Er war die legendäre Quelle, die die entscheidenden Einzelheiten im Watergate-Skandal weitergab und damit zum Sturz von US-Präsident Richard Nixon beitrug.

Nach 30 Jahren hat das Schweigen ein Ende: Der legendäre Informant des Watergate-Skandals, "Deep Throat" genannt, offenbarte seine Identität. Die ehemalige Nummer 2 der US-Bundespolizei FBI, Mark Felt, war "Deep Throat".

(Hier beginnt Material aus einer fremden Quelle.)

//! Content stores: the raw character sequence behind a document.
//!
//! Every store keeps an implicit trailing `'\n'`, so a fresh store has length
//! 1 and the terminator can never be removed. Offsets count `char`s.

pub mod gap;
pub mod position;
pub mod rope;


use std::fmt;

use crate::edit::ContentEdit;
use crate::error::{DocumentError, Result};

pub use gap::GapBuffer;
pub use position::{Position, PositionTable, SavedPosition};
pub use rope::RopeContent;

/// Destination for [`Content::get_chars`].
///
/// With `partial_return` set, a request straddling an internal discontinuity
/// (the gap of a [`GapBuffer`]) returns only the piece before it; the caller
/// then asks again for the rest.
#[derive(Debug, Clone, Default, PartialEq, Eq)]
pub struct Segment {
    pub chars: Vec<char>,
    pub partial_return: bool,
}

impl Segment {
    pub fn new() -> Self {
        Self::default()
    }

    pub fn partial() -> Self {
        Self {
            chars: Vec::new(),
            partial_return: true,
        }
    }

    pub fn len(&self) -> usize {
        self.chars.len()
    }

    pub fn is_empty(&self) -> bool {
        self.chars.is_empty()
    }
}

impl fmt::Display for Segment {
    fn fmt(&self, f: &mut fmt::Formatter<'_>) -> fmt::Result {
        for ch in &self.chars {
            write!(f, "{}", ch)?;
        }
        Ok(())
    }
}

/// A mutable character store with live positions.
///
/// Implementors provide the unchecked primitives; range validation, position
/// maintenance and undo records are shared here.
pub trait Content: fmt::Debug + Send {
    /// Logical length, including the implicit terminator.
    fn len(&self) -> usize;

    fn positions(&self) -> &PositionTable;

    fn positions_mut(&mut self) -> &mut PositionTable;

    /// Write `chars` at `offset`. Callers have validated the offset.
    fn insert_chars(&mut self, offset: usize, chars: &[char]);

    /// Drop `[offset, offset + len)`. Callers have validated the range.
    fn remove_chars(&mut self, offset: usize, len: usize);

    /// Copy `[offset, offset + len)`. `partial` stops at an internal
    /// discontinuity, if the store has one.
    fn read_chars(&self, offset: usize, len: usize, partial: bool) -> Vec<char>;

    /// Insert `text` at `offset`. Empty text is a no-op and yields no edit.
    fn insert_string(&mut self, offset: usize, text: &str) -> Result<Option<ContentEdit>> {
        if offset > self.len() {
            return Err(DocumentError::bad_location(offset, "invalid insert"));
        }
        if text.is_empty() {
            return Ok(None);
        }
        self.positions_mut().prune();
        let chars: Vec<char> = text.chars().collect();
        self.insert_chars(offset, &chars);
        self.positions().shift_for_insert(offset, chars.len());
        Ok(Some(ContentEdit::insert(offset, text.to_string())))
    }

    /// Remove `len` characters at `offset`. The terminator is never removable.
    fn remove(&mut self, offset: usize, len: usize) -> Result<ContentEdit> {
        let end = offset
            .checked_add(len)
            .ok_or_else(|| DocumentError::bad_location(offset, "invalid remove length"))?;
        if end >= self.len() {
            return Err(DocumentError::bad_location(offset, "invalid remove range"));
        }
        self.positions_mut().prune();
        let removed: String = self.read_chars(offset, len, false).into_iter().collect();
        let saved = self.positions().positions_in_range(offset, end);
        if len > 0 {
            self.remove_chars(offset, len);
            self.positions().shift_for_remove(offset, len);
        }
        Ok(ContentEdit::remove(offset, removed, saved))
    }

    fn get_chars(&self, offset: usize, len: usize, segment: &mut Segment) -> Result<()> {
        check_range(offset, len, self.len())?;
        segment.chars = self.read_chars(offset, len, segment.partial_return);
        Ok(())
    }

    fn get_string(&self, offset: usize, len: usize) -> Result<String> {
        check_range(offset, len, self.len())?;
        Ok(self.read_chars(offset, len, false).into_iter().collect())
    }

    fn create_position(&mut self, offset: usize) -> Result<Position> {
        if offset > self.len() {
            return Err(DocumentError::bad_location(offset, "invalid position"));
        }
        Ok(self.positions_mut().create(offset))
    }
}

fn check_range(offset: usize, len: usize, total: usize) -> Result<()> {
    match offset.checked_add(len) {
        Some(end) if end <= total => Ok(()),
        _ => Err(DocumentError::bad_location(offset, "invalid range")),
    }
}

Nach 30 Jahren der Verschwiegenheit bestätigten die beiden Journalisten Bob Woodward und Carl Bernstein die Identität des Mannes, der ihre Recherchen über die Machenschaften der Nixon-Regierung entscheidend gestützt hatte. Felt hatte sich in einem Interview der Zeitschrift "Vanity Fair" zu seiner damaligen Rolle bekannt. Er ist inzwischen 91 Jahre alt und lebt in Santa Rosa im US-Bundesstaat Kalifornien. Die Identität von "Deep Throat" war eines der best gehüteten Geheimnisse in der US-Hauptstadt. Der Watergate-Skandal nahm seinen Anfang mit einem Einbruch in der Zentrale der Demokraten und führte 1974 zum einzigen Rücktritt eines US-Präsidenten überhaupt. Nixon kam mit seinem Rücktritt einer Amtsenthebung zuvor. Ausgangspunkt des Polit-Skandals war ein Einbruch in die Wahlkampfzentrale der oppositionellen Demokraten im Juni 1972. Nixon soll die Vertuschung der Affäre angeordnet haben. Die genaue Verwicklung des Präsidenten ist allerdings bis heute nicht geklärt.

Offenbar hatte Felts Familie den 91-Jährigen dazu gedrängt, sich zu seiner damaligen Rolle zu bekennen. Sie wusste bereits seit 2002 davon und hatte wiederholt Kontakt mit Woodward aufgenommen. Sein Großvater "ist ein amerikanischer Held, der seine Pflicht mehr als erfüllt hat und dabei ein hohes Risiko für sich selbst eingegangen ist, um sein Land vor einer abscheulichen Ungerechtigkeit zu bewahren", sagte Enkel Nick Jones in Santa Rosa.